We built a thing that figures out where your old photos were taken
We built a desktop app that sends your photos to AI vision models, gets back location data, and writes GPS coordinates into the actual files.
Everyone has that folder. Hundreds of photos from old trips, phone backups, random downloads. They’re all named IMG_4523.jpg or DSC_0091.CR2. No GPS data, no location, nothing useful in the metadata. You vaguely remember that one photo was from Prague, but which one? No idea.
Google Photos tries to solve this, but you have to upload everything to Google’s servers. Apple Photos does something similar if you’re in their ecosystem. Both keep the data locked in their platforms. We wanted something different: an app that looks at your photos, figures out where they were taken, and writes that information back into the files themselves. When you’re done, the GPS coordinates are in the EXIF data, the files have useful names, and you don’t need any particular app to read them.
Who actually uses this
People sitting on years of unorganized photos who keep saying “I’ll sort these eventually.” Photographers who shoot in RAW and don’t have GPS on their camera body. Real estate agents with property photos that need location data. eBay sellers who photograph products on location and want the GPS baked in. Anyone who’s ever opened a folder of photos and thought “where was this?”
Also, people who don’t want to upload their entire photo library to a cloud service just to get location tags. The photos get sent to an AI provider for analysis (Google, OpenAI, or Anthropic), but they’re not stored anywhere. Your files stay on your machine. The results stay in a local database.
The tech stack
The app is Electron with React and TypeScript on the frontend, styled with Tailwind CSS v4. Data lives in a local SQLite database through better-sqlite3. We use exiftool-vendored to write GPS and other metadata into image files, and exifr to read whatever EXIF data already exists. The AI calls go through the official SDKs for Google Gemini, OpenAI, and Anthropic. Build system is electron-vite for development and electron-builder for packaging installers.

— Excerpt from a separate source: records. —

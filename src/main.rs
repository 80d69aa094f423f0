//! Catalog-Harvest main entry point
//!
//! This is the command-line interface for the Catalog-Harvest page harvester.

use anyhow::Context;
use catalog_harvest::config::{load_config_with_hash, validate, Config};
use catalog_harvest::crawler::{Coordinator, PageRange};
use catalog_harvest::output::{load_statistics, print_statistics, print_summary};
use catalog_harvest::ConfigError;
use clap::Parser;
use std::fs::{File, OpenOptions};
use std::path::{Path, PathBuf};
use std::process::ExitCode;
use std::sync::Mutex;
use tracing_subscriber::fmt;
use tracing_subscriber::prelude::*;
use tracing_subscriber::EnvFilter;

/// Catalog-Harvest: a polite catalog page harvester
///
/// Catalog-Harvest fetches numbered listing pages with a bounded worker pool
/// under a global rate limit, validates every item it finds, and writes the
/// results to a CSV file once the run is done.
#[derive(Parser, Debug)]
#[command(name = "catalog-harvest")]
#[command(version)]
#[command(about = "A polite catalog page harvester", long_about = None)]
struct Cli {
    /// Path to TOML configuration file (built-in defaults if omitted)
    #[arg(short, long, value_name = "CONFIG")]
    config: Option<PathBuf>,

    /// Number of pages to fetch, or "unbounded" to follow "next" links
    #[arg(long, value_name = "N|unbounded", value_parser = parse_page_count)]
    pages: Option<PageCount>,

    /// First page number
    #[arg(long, value_name = "N")]
    start_page: Option<u32>,

    /// Number of concurrent workers
    #[arg(short, long, value_name = "N")]
    workers: Option<u32>,

    /// Output CSV path
    #[arg(short, long, value_name = "PATH")]
    output: Option<String>,

    /// Listing URL template with a {} page placeholder
    #[arg(long, value_name = "URL")]
    url_template: Option<String>,

    /// Per-request timeout in seconds
    #[arg(long, value_name = "SECS")]
    timeout: Option<u64>,

    /// Maximum attempts per request
    #[arg(long, value_name = "N")]
    max_retries: Option<u32>,

    /// Minimum spacing between requests in milliseconds
    #[arg(long, value_name = "MS")]
    rate_limit_ms: Option<u64>,

    /// Fetch each item's detail page for title and availability
    #[arg(long)]
    fetch_details: bool,

    /// Increase logging verbosity (-v, -vv, -vvv)
    #[arg(short, long, action = clap::ArgAction::Count)]
    verbose: u8,

    /// Suppress non-error output
    #[arg(short, long, conflicts_with = "verbose")]
    quiet: bool,

    /// Also append log output to this file
    #[arg(long, value_name = "PATH")]
    log_file: Option<PathBuf>,

    /// Validate config and show what would be harvested without fetching
    #[arg(long, conflicts_with = "stats")]
    dry_run: bool,

    /// Show statistics for an existing output file and exit
    #[arg(long, value_name = "CSV", conflicts_with = "dry_run")]
    stats: Option<PathBuf>,
}

/// Page count as given on the command line
#[derive(Debug, Clone, Copy, PartialEq, Eq)]
enum PageCount {
    Fixed(u32),
    Unbounded,
}

fn parse_page_count(value: &str) -> Result<PageCount, String> {
    if value.eq_ignore_ascii_case("unbounded") {
        return Ok(PageCount::Unbounded);
    }
    value
        .parse::<u32>()
        .map(PageCount::Fixed)
        .map_err(|_| format!("expected a page count or \"unbounded\", got '{}'", value))
}

#[tokio::main]
async fn main() -> ExitCode {
    let cli = Cli::parse();

    // Setup logging based on verbosity
    if let Err(e) = setup_logging(cli.verbose, cli.quiet, cli.log_file.as_deref()) {
        eprintln!("Cannot open log file: {}", e);
        return ExitCode::from(2);
    }

    if let Some(path) = &cli.stats {
        return match handle_stats(path) {
            Ok(()) => ExitCode::SUCCESS,
            Err(e) => {
                tracing::error!("Failed to read statistics: {:#}", e);
                ExitCode::FAILURE
            }
        };
    }

    let config = match load(&cli) {
        Ok(config) => config,
        Err(e) => {
            tracing::error!("Invalid configuration: {}", e);
            return ExitCode::from(2);
        }
    };

    if cli.dry_run {
        handle_dry_run(&config);
        return ExitCode::SUCCESS;
    }

    match handle_harvest(config).await {
        Ok(true) => ExitCode::SUCCESS,
        Ok(false) => ExitCode::FAILURE,
        Err(e) => {
            tracing::error!("Harvest failed: {:#}", e);
            ExitCode::FAILURE
        }
    }
}

/// Sets up the logging/tracing subscriber based on verbosity level
///
/// `RUST_LOG` takes precedence when set. With a log file, the same events are
/// appended to it without ANSI colors.
fn setup_logging(verbose: u8, quiet: bool, log_file: Option<&Path>) -> std::io::Result<()> {
    let default_filter = if quiet {
        // Only show errors
        "error"
    } else {
        match verbose {
            0 => "catalog_harvest=info,warn",
            1 => "catalog_harvest=debug,info",
            2 => "catalog_harvest=trace,debug",
            _ => "trace",
        }
    };

    let filter =
        EnvFilter::try_from_default_env().unwrap_or_else(|_| EnvFilter::new(default_filter));

    let file_layer = match log_file {
        Some(path) => Some(
            fmt::layer()
                .with_writer(Mutex::new(open_log_file(path)?))
                .with_target(false)
                .with_ansi(false),
        ),
        None => None,
    };

    let console_layer = fmt::layer()
        .with_target(false)
        .with_thread_ids(false)
        .with_file(false);

    tracing_subscriber::registry()
        .with(filter)
        .with(console_layer)
        .with(file_layer)
        .init();

    Ok(())
}

/// Opens the log file for appending, creating it if needed
fn open_log_file(path: &Path) -> std::io::Result<File> {
    OpenOptions::new().create(true).append(true).open(path)
}

/// Loads the config file, applies command-line overrides, then validates
fn load(cli: &Cli) -> Result<Config, ConfigError> {
    let mut config = match &cli.config {
        Some(path) => {
            tracing::info!("Loading configuration from: {}", path.display());
            let (config, hash) = load_config_with_hash(path)?;
            tracing::info!("Configuration loaded successfully (hash: {})", hash);
            config
        }
        None => {
            tracing::info!("No configuration file given, using defaults");
            Config::default()
        }
    };

    apply_overrides(cli, &mut config);
    validate(&config)?;

    Ok(config)
}

fn apply_overrides(cli: &Cli, config: &mut Config) {
    match cli.pages {
        Some(PageCount::Fixed(count)) => config.crawler.page_count = Some(count),
        Some(PageCount::Unbounded) => config.crawler.page_count = None,
        None => {}
    }
    if let Some(start_page) = cli.start_page {
        config.crawler.start_page = start_page;
    }
    if let Some(workers) = cli.workers {
        config.crawler.workers = workers;
    }
    if let Some(url_template) = &cli.url_template {
        config.crawler.url_template = url_template.clone();
    }
    if cli.fetch_details {
        config.crawler.fetch_details = true;
    }
    if let Some(timeout) = cli.timeout {
        config.http.timeout_secs = timeout;
    }
    if let Some(max_retries) = cli.max_retries {
        config.http.max_retries = max_retries;
    }
    if let Some(rate_limit_ms) = cli.rate_limit_ms {
        config.http.rate_limit_ms = rate_limit_ms;
    }
    if let Some(output) = &cli.output {
        config.output.path = output.clone();
    }
}

/// Handles the --dry-run mode: shows what would be harvested
fn handle_dry_run(config: &Config) {
    println!("=== Catalog-Harvest Dry Run ===\n");

    println!("Pages:");
    println!("  URL template: {}", config.crawler.url_template);
    match PageRange::from_config(&config.crawler) {
        PageRange::Fixed { start, count } => {
            println!("  Range: {} pages starting at {}", count, start);
        }
        PageRange::Adaptive {
            start,
            max_pages,
            lookahead,
        } => {
            println!("  Range: from page {} until no next page", start);
            if let Some(max_pages) = max_pages {
                println!("  Max pages: {}", max_pages);
            }
            println!("  Lookahead: {}", lookahead);
        }
    }
    println!("  Fetch detail pages: {}", config.crawler.fetch_details);

    println!("\nWorkers & HTTP:");
    println!("  Workers: {}", config.crawler.workers);
    println!("  Rate limit: one request per {}ms", config.http.rate_limit_ms);
    println!("  Timeout: {}s", config.http.timeout_secs);
    println!("  Max attempts: {}", config.http.max_retries);
    println!(
        "  Backoff: {:?} ({}ms base, {}ms max)",
        config.http.backoff, config.http.backoff_base_ms, config.http.backoff_max_ms
    );
    println!("  User agent: {}", config.http.user_agent);

    println!("\nLimits:");
    println!(
        "  Max consecutive failures: {}",
        config.limits.max_consecutive_failures
    );
    println!(
        "  Max failure ratio: {:.0}% (after {} pages)",
        config.limits.max_failure_ratio * 100.0,
        config.limits.min_pages_for_ratio
    );

    println!("\nOutput:");
    println!("  CSV: {}", config.output.path);

    println!("\n✓ Configuration is valid");
}

/// Handles the --stats mode: shows statistics for an output file
fn handle_stats(path: &Path) -> anyhow::Result<()> {
    println!("Output file: {}\n", path.display());

    let stats = load_statistics(path)
        .with_context(|| format!("cannot read output file {}", path.display()))?;
    print_statistics(&stats);

    Ok(())
}

/// Handles the main harvest operation
///
/// Returns whether the run finalized.
async fn handle_harvest(config: Config) -> anyhow::Result<bool> {
    let mut coordinator = Coordinator::new(config).context("cannot set up harvest")?;

    let token = coordinator.cancellation_token();
    tokio::spawn(async move {
        if tokio::signal::ctrl_c().await.is_ok() {
            tracing::warn!("Received Ctrl-C, stopping after in-flight pages");
            token.cancel();
        }
    });

    let summary = coordinator.run().await.context("harvest run failed")?;

    println!();
    print_summary(&summary);

    Ok(summary.is_success())
}

#[cfg(test)]
mod tests {
    use super::*;
    use std::io::Write;

    #[test]
    fn test_parse_page_count() {
        assert_eq!(parse_page_count("50"), Ok(PageCount::Fixed(50)));
        assert_eq!(parse_page_count("unbounded"), Ok(PageCount::Unbounded));
        assert_eq!(parse_page_count("Unbounded"), Ok(PageCount::Unbounded));
        assert!(parse_page_count("lots").is_err());
        assert!(parse_page_count("-1").is_err());
    }

    #[test]
    fn test_overrides_apply_on_top_of_config() {
        let cli = Cli::parse_from([
            "catalog-harvest",
            "--pages",
            "3",
            "--workers",
            "2",
            "--output",
            "out.csv",
            "--rate-limit-ms",
            "0",
            "--fetch-details",
        ]);

        let mut config = Config::default();
        apply_overrides(&cli, &mut config);

        assert_eq!(config.crawler.page_count, Some(3));
        assert_eq!(config.crawler.workers, 2);
        assert_eq!(config.output.path, "out.csv");
        assert_eq!(config.http.rate_limit_ms, 0);
        assert!(config.crawler.fetch_details);
    }

    #[test]
    fn test_unbounded_clears_configured_count() {
        let cli = Cli::parse_from(["catalog-harvest", "--pages", "unbounded"]);

        let mut config = Config::default();
        config.crawler.page_count = Some(10);
        apply_overrides(&cli, &mut config);

        assert_eq!(config.crawler.page_count, None);
    }

    #[test]
    fn test_invalid_override_fails_validation() {
        let cli = Cli::parse_from(["catalog-harvest", "--workers", "0"]);
        assert!(load(&cli).is_err());
    }

    #[test]
    fn test_cli_definition() {
        use clap::CommandFactory;
        Cli::command().debug_assert();
    }

    #[test]
    fn test_log_file_option() {
        let cli = Cli::parse_from(["catalog-harvest", "--log-file", "harvest.log"]);
        assert_eq!(cli.log_file, Some(PathBuf::from("harvest.log")));

        let cli = Cli::parse_from(["catalog-harvest"]);
        assert_eq!(cli.log_file, None);
    }

    #[test]
    fn test_log_file_is_appended() {
        let dir = tempfile::TempDir::new().unwrap();
        let path = dir.path().join("harvest.log");

        writeln!(open_log_file(&path).unwrap(), "first run").unwrap();
        writeln!(open_log_file(&path).unwrap(), "second run").unwrap();

        let contents = std::fs::read_to_string(&path).unwrap();
        assert_eq!(contents, "first run\nsecond run\n");
    }
}
//! Validation boundary between extracted text and typed records
//!
//! Rules:
//!
//! | Field | Bad input | Result |
//! |-------|-----------|--------|
//! | title | empty / absent | Rejection (`missing title`) |
//! | price | unparsable / negative / absent | Rejection (`bad price`) |
//! | url | unresolvable / absent | Rejection (`bad url`) |
//! | availability | unrecognized | `Availability::Unknown` |
//! | rating | out of range / unparsable | `Rating::Unknown` |

use crate::record::{Availability, RawRecord, Rating, Record};
use crate::url::resolve_url;
use rust_decimal::Decimal;
use std::str::FromStr;
use thiserror::Error;
use url::Url;

/// Why an extracted item was dropped
#[derive(Debug, Clone, PartialEq, Eq, Error)]
pub enum Rejection {
    #[error("missing title")]
    MissingTitle,

    #[error("bad price: {raw:?}")]
    BadPrice { raw: Option<String> },

    #[error("bad url: {raw:?} ({reason})")]
    BadUrl { raw: Option<String>, reason: String },
}

impl Rejection {
    /// Short, fixed reason used in logs and counters
    pub fn reason(&self) -> &'static str {
        match self {
            Self::MissingTitle => "missing title",
            Self::BadPrice { .. } => "bad price",
            Self::BadUrl { .. } => "bad url",
        }
    }
}

/// Turns `RawRecord`s into `Record`s for one listing page
#[derive(Debug, Clone)]
pub struct RecordValidator {
    base_url: Url,
}

impl RecordValidator {
    /// Creates a validator resolving relative links against `base_url`
    /// (normally the URL of the page the items came from)
    pub fn new(base_url: Url) -> Self {
        Self { base_url }
    }

    /// Validates and normalizes one extracted item
    pub fn validate(&self, raw: &RawRecord) -> Result<Record, Rejection> {
        let title = raw
            .title
            .as_deref()
            .map(collapse_whitespace)
            .filter(|t| !t.is_empty())
            .ok_or(Rejection::MissingTitle)?;

        let price = raw
            .price_text
            .as_deref()
            .and_then(parse_price)
            .ok_or_else(|| Rejection::BadPrice {
                raw: raw.price_text.clone(),
            })?;

        let url = match raw.detail_url.as_deref() {
            Some(href) => resolve_url(&self.base_url, href).map_err(|e| Rejection::BadUrl {
                raw: Some(href.to_string()),
                reason: e.to_string(),
            })?,
            None => {
                return Err(Rejection::BadUrl {
                    raw: None,
                    reason: "no link".to_string(),
                })
            }
        };

        let availability = raw
            .availability_text
            .as_deref()
            .map(map_availability)
            .unwrap_or(Availability::Unknown);

        let rating = raw
            .rating_text
            .as_deref()
            .map(map_rating)
            .unwrap_or(Rating::Unknown);

        Ok(Record {
            title,
            price,
            availability,
            rating,
            url,
        })
    }
}

/// Characters a price may carry around its number
const PRICE_DECORATION: &[char] = &['£', '$', '€', '¥', 'Â'];

/// Parses a price such as `£51.77` or `Â£1,299.00` into a non-negative decimal
///
/// Only currency symbols, encoding debris, thousands separators and
/// surrounding whitespace are dropped. Any other character makes the text
/// unparseable, as does a negative value.
pub fn parse_price(text: &str) -> Option<Decimal> {
    let stripped: String = text
        .chars()
        .filter(|c| !PRICE_DECORATION.contains(c))
        .collect();

    let (negative, number) = match stripped.trim().strip_prefix('-') {
        Some(rest) => (true, rest.trim_start()),
        None => (false, stripped.trim()),
    };

    let valid_chars = number
        .chars()
        .all(|c| c.is_ascii_digit() || c == '.' || c == ',');
    if !valid_chars || !number.chars().any(|c| c.is_ascii_digit()) {
        return None;
    }

    let value = Decimal::from_str(&number.replace(',', "")).ok()?;
    if negative && !value.is_zero() {
        return None;
    }

    Some(value)
}

const OUT_OF_STOCK_MARKERS: &[&str] = &["out of stock", "sold out", "unavailable"];
const IN_STOCK_MARKERS: &[&str] = &["in stock", "available"];

/// Maps free availability text to the fixed vocabulary
///
/// Out-of-stock markers are checked first so "unavailable" never reads as
/// "available".
pub fn map_availability(text: &str) -> Availability {
    let normalized = collapse_whitespace(text).to_lowercase();

    if OUT_OF_STOCK_MARKERS.iter().any(|m| normalized.contains(m)) {
        Availability::OutOfStock
    } else if IN_STOCK_MARKERS.iter().any(|m| normalized.contains(m)) {
        Availability::InStock
    } else {
        Availability::Unknown
    }
}

/// Maps a rating indicator (`Three`, `3`, `star-rating Four`) to 1..=5
pub fn map_rating(text: &str) -> Rating {
    for token in text.split_whitespace() {
        let stars = match token.to_ascii_lowercase().as_str() {
            "zero" => Some(0),
            "one" => Some(1),
            "two" => Some(2),
            "three" => Some(3),
            "four" => Some(4),
            "five" => Some(5),
            other => other.parse::<u32>().ok(),
        };

        if let Some(stars) = stars {
            return Rating::from_stars(stars);
        }
    }

    Rating::Unknown
}

fn collapse_whitespace(text: &str) -> String {
    text.split_whitespace().collect::<Vec<_>>().join(" ")
}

Nothing exotic. We picked boring, well-maintained tools on purpose. Electron gets criticism for memory usage, but for a desktop photo tool that people run occasionally, it’s fine. It let us ship for Windows, macOS, and Linux from one codebase without any platform-specific code.
The hardest part: GPS coordinate parsing
Not even close to anything else.
Here’s the problem: you ask three different AI models “where was this photo taken?” and you get three completely different response shapes. Gemini might give you {lat: 33.49, lng: -111.93}. OpenAI might nest it under {gps_coordinates: {latitude: "33.49 N"}}. Some models return a comma-separated string like "33.49, -111.93". Others use DMS format like "33°29'N". A few wrap everything in an array for no reason.
We ended up writing a normalizer that tries direct fields first (lat, latitude, lat_degrees), then checks for nested objects under four different key names, then tries parsing comma-separated strings, then handles DMS notation. It’s about 50 lines of defensive code that exists purely because AI models can’t agree on a response format. Even when you tell them exactly what you want.
The best bug was the falsy-zero problem. We had Number(val) || null to convert values. Works great, except when the latitude is 0 (which is the equator). Number(0) is 0, which is falsy in JavaScript, so 0 || null gives you null. We were silently dropping every GPS coordinate on the equator. Took us longer to find than we’d like to admit.
// Before (broken):
const lat = Number(val) || null // 0 becomes null
// After:
function toNum(v: unknown): number | null {
const n = Number(v)
return isNaN(n) ? null : n
}
We didn’t catch it for a while because none of our test photos were from the equator. Found it when we added a test case for edge values and 0 came back null.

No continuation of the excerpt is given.